Russia’s economy is potentially very fragile. It is quite possible that energy prices will fall significantly. Russia is already in deficit. Corruption and nepotism are rife. There is a rapidly falling population. The legal system and the press and media are not considered to be independent of the Executive. All the apparatus of an autocracy are in place. If there are greater strains on the Russian economy, it is not difficult to speculate how this regime, or another even more hard-line regime, might react.
There are so many other areas of mounting tension in the world: not just the Middle East but most of Africa; China and Japan have got longstanding difficulties between them; North Korea; certain parts of South America; and there is even unrest in certain parts of the European Union. The USA cannot be expected to continue to bear nearly three-quarters of NATO’s total defence expenditure. We must honour our treaty obligations. As I have said, I wholeheartedly support the full Trident replacement programme. Can my noble friend tell us this evening how this is proceeding? Finally, can my noble friend tell the House what effect these events are having on government policy?
My noble friend gave me some encouragement in a reply to an Oral Question some months ago that the Government understood that the Royal Navy required some 2,000 or so additional personnel to man the aircraft carriers. For reasons already given, particularly by the noble Lord, Lord Dannatt, we also need more personnel in the regular “teeth” arms—the Royal Marines and the Army. I hope the Government are aware of this and that my noble friend will be able to give us some encouragement.

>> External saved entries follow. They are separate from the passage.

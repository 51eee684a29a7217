//! Breadth-first pathfinding over any [`Grid`]
//!
//! Uniform edge cost. A [`Nav`] is bound to one grid for its lifetime;
//! blockers are keyed by cell value, not by formatted strings.

use std::collections::{HashMap, HashSet, VecDeque};

use crate::grid::{Grid, GridCell};
use crate::hex::{self, AxialCoord};

/// Floor on expanded cells when no [`NavBounds`] are set, so an
/// unreachable goal on an infinite grid still terminates.
pub const DEFAULT_MAX_EXPANSIONS: usize = 65_536;

/// Unbounded searches may always expand this many cells per unit of
/// `(distance + 1)^2`, which covers the open disc out to the goal.
const EXPANSIONS_PER_AREA: usize = 8;

/// Area a search may enter.
#[derive(Clone, Copy, Debug, PartialEq)]
pub enum NavBounds {
    /// Inclusive cell rectangle
    Rect { min: GridCell, max: GridCell },
    /// Hex disc around `center` (hex grids)
    HexRadius { center: AxialCoord, radius: i32 },
}

impl NavBounds {
    pub fn contains(&self, cell: GridCell) -> bool {
        match *self {
            NavBounds::Rect { min, max } => {
                cell.x >= min.x && cell.x <= max.x && cell.y >= min.y && cell.y <= max.y
            }
            NavBounds::HexRadius { center, radius } => {
                hex::distance_axial(center, cell.into()) <= radius
            }
        }
    }
}

#[derive(Clone, Debug)]
pub struct Nav {
    grid: Grid,
    blockers: HashSet<GridCell>,
    bounds: Option<NavBounds>,
    max_expansions: usize,
}

impl Nav {
    pub fn new(grid: Grid) -> Self {
        Self {
            grid,
            blockers: HashSet::new(),
            bounds: None,
            max_expansions: DEFAULT_MAX_EXPANSIONS,
        }
    }

    pub fn with_bounds(mut self, bounds: NavBounds) -> Self {
        self.bounds = Some(bounds);
        self
    }

    /// Lower the floor on expansions for unbounded searches. Bounded
    /// searches are finite and never capped.
    pub fn with_max_expansions(mut self, max_expansions: usize) -> Self {
        self.max_expansions = max_expansions.max(1);
        self
    }

    pub fn grid(&self) -> &Grid {
        &self.grid
    }

    pub fn set_blocker(&mut self, cell: GridCell, blocked: bool) {
        if blocked {
            self.blockers.insert(cell);
        } else {
            self.blockers.remove(&cell);
        }
    }

    pub fn is_blocked(&self, cell: GridCell) -> bool {
        self.blockers.contains(&cell)
    }

    pub fn blocker_count(&self) -> usize {
        self.blockers.len()
    }

    pub fn is_walkable(&self, cell: GridCell) -> bool {
        !self.is_blocked(cell) && self.bounds.map_or(true, |b| b.contains(cell))
    }

    /// Expansion cap for a search, `None` when bounds keep it finite.
    fn expansion_limit(&self, start: GridCell, goal: GridCell) -> Option<usize> {
        if self.bounds.is_some() {
            return None;
        }
        let span = self.grid.distance(start, goal).max(0) as usize + 1;
        let open_area = span.saturating_mul(span).saturating_mul(EXPANSIONS_PER_AREA);
        Some(self.max_expansions.max(open_area))
    }

    /// Shortest path from `start` to `goal`, both inclusive.
    ///
    /// Returns `[start]` when `start == goal` and an empty path when the goal
    /// cannot be reached.
    pub fn pathfind(&self, start: GridCell, goal: GridCell) -> Vec<GridCell> {
        if !self.is_walkable(start) || !self.is_walkable(goal) {
            return Vec::new();
        }

        let mut frontier = VecDeque::new();
        let mut came_from: HashMap<GridCell, Option<GridCell>> = HashMap::new();
        frontier.push_back(start);
        came_from.insert(start, None);

        let limit = self.expansion_limit(start, goal);
        let mut expanded = 0usize;
        let mut reached = false;
        while let Some(current) = frontier.pop_front() {
            if current == goal {
                reached = true;
                break;
            }
            expanded += 1;
            if let Some(limit) = limit.filter(|&limit| expanded > limit) {
                log::debug!("pathfind {} -> {} gave up after {} expansions", start, goal, limit);
                break;
            }
            for next in self.grid.neighbors(current) {
                if came_from.contains_key(&next) || !self.is_walkable(next) {
                    continue;
                }
                came_from.insert(next, Some(current));
                frontier.push_back(next);
            }
        }

        if !reached {
            return Vec::new();
        }

        let mut path = vec![goal];
        let mut current = goal;
        while let Some(Some(prev)) = came_from.get(&current) {
            path.push(*prev);
            current = *prev;
        }
        path.reverse();
        path
    }
}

My Lords, in his 2007 book The Black Swan Taleb was at pains to point out that the trick in dealing with black swans was not predicting them—as outliers, they frankly defy prediction of any sort—but rather with ensuring that you can cope with them and have the resilience to do so. Last year, would anyone really have assumed that we would have been looking at the invasion of a large eastern European country by a resurgent Russia? The answer is almost certainly not.
As the outgoing secretary-general of NATO has said,
“every ally needs to invest the necessary resources in the right capabilities … In the long run, a lack of security would be more costly than investing now and we owe it to our forces, and to broader society”.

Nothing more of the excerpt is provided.